Registered: 07/15/06
Posts: 2053
Originally Posted By: TeK9
"Many Taekwondo pioneers have claimed credit for its formation, and several claim the title of "founder" or "father" of Taekwondo. These claims are often repeated by loyal followers of each of these pioneers, and their respective organizations, but there is too much controversy and opinion over the exact contributions, and significance of each person's role in order to state, unequivocally, that one is more important than any others. Rather than presenting a biased slant, it is best to state the facts, and let the reader decide for themselves."
Took this excerpt from a random site, it stated what I wanted to say. But I'd also like to add that in many books credit is often given to all the kwans and no one specific GM is ever credited.

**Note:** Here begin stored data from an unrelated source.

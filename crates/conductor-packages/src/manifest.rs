use std::collections::BTreeMap;
use std::fmt;
use std::path::Path;

use serde::{Deserialize, Serialize};
use tracing::warn;

use crate::error::{PackageError, Result};

/// File name of the package descriptor at the archive root.
pub const MANIFEST_FILE: &str = "manifest.json";

/// Entry-point name used when the manifest does not designate one.
pub const DEFAULT_ENTRY_POINT: &str = "execute_job";

/// Languages a package may ship code for, with their folder conventions.
#[derive(Debug, Clone, Copy, PartialEq, Eq, Hash, Serialize, Deserialize)]
#[serde(rename_all = "snake_case")]
pub enum Language {
    Python,
    Shell,
}

impl Language {
    /// Detection order for packages that do not declare a language.
    pub const ALL: [Language; 2] = [Language::Python, Language::Shell];

    /// Conventional code folder for this language.
    pub fn code_dir(&self) -> &'static str {
        match self {
            Language::Python => "code_python",
            Language::Shell => "code_shell",
        }
    }

    /// Conventional entry file inside [`Self::code_dir`].
    pub fn entry_file(&self) -> &'static str {
        match self {
            Language::Python => "main.py",
            Language::Shell => "main.sh",
        }
    }
}

impl fmt::Display for Language {
    fn fmt(&self, f: &mut fmt::Formatter<'_>) -> fmt::Result {
        match self {
            Language::Python => write!(f, "python"),
            Language::Shell => write!(f, "shell"),
        }
    }
}

/// One declared dependency.
#[derive(Debug, Clone, PartialEq, Eq, Serialize, Deserialize)]
pub struct Dependency {
    pub id: String,
    pub version: String,
    /// Excluded entries are declared but skipped during restore.
    #[serde(default)]
    pub exclude: bool,
}

/// Dependency list, either flat or grouped by target platform version.
#[derive(Debug, Clone, Serialize, Deserialize)]
#[serde(untagged)]
pub enum DependencySection {
    Flat(Vec<Dependency>),
    Grouped(BTreeMap<String, Vec<Dependency>>),
}

impl Default for DependencySection {
    fn default() -> Self {
        DependencySection::Flat(Vec::new())
    }
}

impl DependencySection {
    pub fn is_empty(&self) -> bool {
        match self {
            DependencySection::Flat(deps) => deps.is_empty(),
            DependencySection::Grouped(groups) => groups.values().all(|g| g.is_empty()),
        }
    }
}

/// The package-level descriptor declaring metadata, dependencies, and the
/// designated entry point.
#[derive(Debug, Clone, Serialize, Deserialize)]
pub struct Manifest {
    pub id: String,
    pub version: String,
    #[serde(default)]
    pub description: Option<String>,
    /// Name of the designated callable; defaults to `execute_job`.
    #[serde(default)]
    pub entry_point: Option<String>,
    /// Declared language. When unset, detection walks the code-folder
    /// conventions in [`Language::ALL`] order.
    #[serde(default)]
    pub language: Option<Language>,
    #[serde(default)]
    pub dependencies: DependencySection,
}

impl Manifest {
    pub fn entry_point(&self) -> &str {
        self.entry_point.as_deref().unwrap_or(DEFAULT_ENTRY_POINT)
    }
}

/// Locate and parse the manifest, then check the code-folder layout.
///
/// A missing manifest is fatal. A code folder without its conventional entry
/// file only produces a warning — the entry-point lookup at execution time
/// makes the final call.
pub fn validate_structure(work_dir: &Path, logs: &mut Vec<String>) -> Result<Manifest> {
    let manifest_path = work_dir.join(MANIFEST_FILE);
    if !manifest_path.is_file() {
        return Err(PackageError::ManifestMissing);
    }

    let raw = std::fs::read_to_string(&manifest_path)?;
    let manifest: Manifest =
        serde_json::from_str(&raw).map_err(|e| PackageError::ManifestInvalid(e.to_string()))?;

    logs.push(format!(
        "Manifest: {} {} ({})",
        manifest.id,
        manifest.version,
        manifest.description.as_deref().unwrap_or("no description")
    ));

    for language in Language::ALL {
        let code_dir = work_dir.join(language.code_dir());
        if !code_dir.is_dir() {
            continue;
        }
        let entry = code_dir.join(language.entry_file());
        if entry.is_file() {
            logs.push(format!("Found {language} code folder"));
        } else {
            let line = format!(
                "Warning: {} exists but {} is missing",
                language.code_dir(),
                language.entry_file()
            );
            warn!(package = %manifest.id, "{line}");
            logs.push(line);
        }
    }

    Ok(manifest)
}

/// Pick the language to execute: declared in the manifest, else the first
/// convention whose code folder exists.
pub fn detect_language(manifest: &Manifest, work_dir: &Path) -> Option<Language> {
    if let Some(lang) = manifest.language {
        return Some(lang);
    }
    Language::ALL
        .into_iter()
        .find(|lang| work_dir.join(lang.code_dir()).is_dir())
}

The quote above makes a lot of sense. However to come to this conclusion I realize that there are many forms or styles of TKD. The problem simply is that many do whatever they do, but have at some point along the way, simply applied the name TKD to their system.
So 1st we must define TKD, then we can very easily see who is the founder, or principle founder for each form, style or system on TKD. It gets complicated when the other forms do not acknowledge the contributions of founders of another vein.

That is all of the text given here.